Court Opinion

ID: 7489183
Source: CourtListenerOpinion
Date Created: 2022-07-29 04:07:18.159356+00
Date Added: 2024-06-11T16:23:06.113982
License: Public Domain

GARSAUD, Judge,
dissenting.
I respectfully dissent. I do not believe the plain language of the statute includes so-called fast-food restaurants. As a tax statute, it must be narrowly construed against the taxing power. Higgins, Inc. v. Walker, 129 So.2d 840, La.App. (1961); 82 C.J.S. Statutes § 396b (1953). Whether “store” as consistently used in the chain store tax provisions since 1932 means fast-*1027food restaurant when food is consumed on the premises is sufficiently doubtful enough to construe it against the taxing authority. This is especially so when in two recent enactments, Act 706 of 1974 and Act 487 of 1975, the legislature had an opportunity to delineate clearly the statute’s applicability to the fast-food restaurant and failed to do so.

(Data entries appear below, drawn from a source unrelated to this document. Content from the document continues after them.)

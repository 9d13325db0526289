//! Error types for the QuestDB MCP Server.
//!
//! This module defines all error types using `thiserror` for ergonomic error handling.
//! Each variant maps to one failure class of a tool call, so handlers can turn any
//! of them into a readable message without inspecting the underlying cause.

use thiserror::Error;

#[derive(Error, Debug)]
pub enum DbError {
    #[error("Invalid input: {message}")]
    Validation { message: String },

    #[error("Query rejected: {message}")]
    SafetyRejection { message: String },

    #[error(
        "Invalid table name '{identifier}': must start with a letter or underscore and contain only letters, digits and underscores"
    )]
    InvalidIdentifier { identifier: String },

    #[error("Invalid timestamp '{value}': expected epoch milliseconds or a date string")]
    TimestampParse { value: String },

    #[error("Query failed with status {status}: {body}")]
    QueryExecution { status: u16, body: String },

    #[error("Sender error: {message}")]
    Transport { message: String },

    #[error("Invalid configuration: {message}")]
    Config { message: String },

    #[error("Internal error: {message}")]
    Internal { message: String },
}

impl DbError {
    /// Create a validation error for malformed tool input.
    pub fn validation(message: impl Into<String>) -> Self {
        Self::Validation {
            message: message.into(),
        }
    }

    /// Create a safety rejection (query blocked before reaching the database).
    pub fn safety_rejection(message: impl Into<String>) -> Self {
        Self::SafetyRejection {
            message: message.into(),
        }
    }

    /// Create an invalid identifier error.
    pub fn invalid_identifier(identifier: impl Into<String>) -> Self {
        Self::InvalidIdentifier {
            identifier: identifier.into(),
        }
    }

    /// Create a timestamp parse error.
    pub fn timestamp_parse(value: impl Into<String>) -> Self {
        Self::TimestampParse {
            value: value.into(),
        }
    }

    /// Create a query execution error from a non-success HTTP response.
    pub fn query_execution(status: u16, body: impl Into<String>) -> Self {
        Self::QueryExecution {
            status,
            body: body.into(),
        }
    }

    /// Create a sender/transport error.
    pub fn transport(message: impl Into<String>) -> Self {
        Self::Transport {
            message: message.into(),
        }
    }

    /// Create a configuration error.
    pub fn config(message: impl Into<String>) -> Self {
        Self::Config {
            message: message.into(),
        }
    }

    /// Create an internal error.
    pub fn internal(message: impl Into<String>) -> Self {
        Self::Internal {
            message: message.into(),
        }
    }
}

impl From<reqwest::Error> for DbError {
    fn from(err: reqwest::Error) -> Self {
        if err.is_connect() {
            DbError::transport(format!("Failed to connect to QuestDB: {}", err))
        } else if err.is_timeout() {
            DbError::transport(format!("Request to QuestDB timed out: {}", err))
        } else {
            DbError::transport(format!("HTTP error: {}", err))
        }
    }
}

/// Result type alias for database operations.
pub type DbResult<T> = Result<T, DbError>;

Further, the 1975 amendment did change the language of the 1974 Act by requiring that the taxpayer “[be] commonly recognized as a member of a chain and as a branch store.” (Emphasis supplied.) The prior Act used the disjunctive “or.” Clearly, being part of a “chain” is not enough. The taxpayer also must be “a branch store.”
In my opinion, there is sufficient ambiguity surrounding the applicability of “store” to a fast-food restaurant that the legislature should have the burden of clarification to include another type of taxpayer. Enumerating taxpayers is a legislative function, not a judicial one.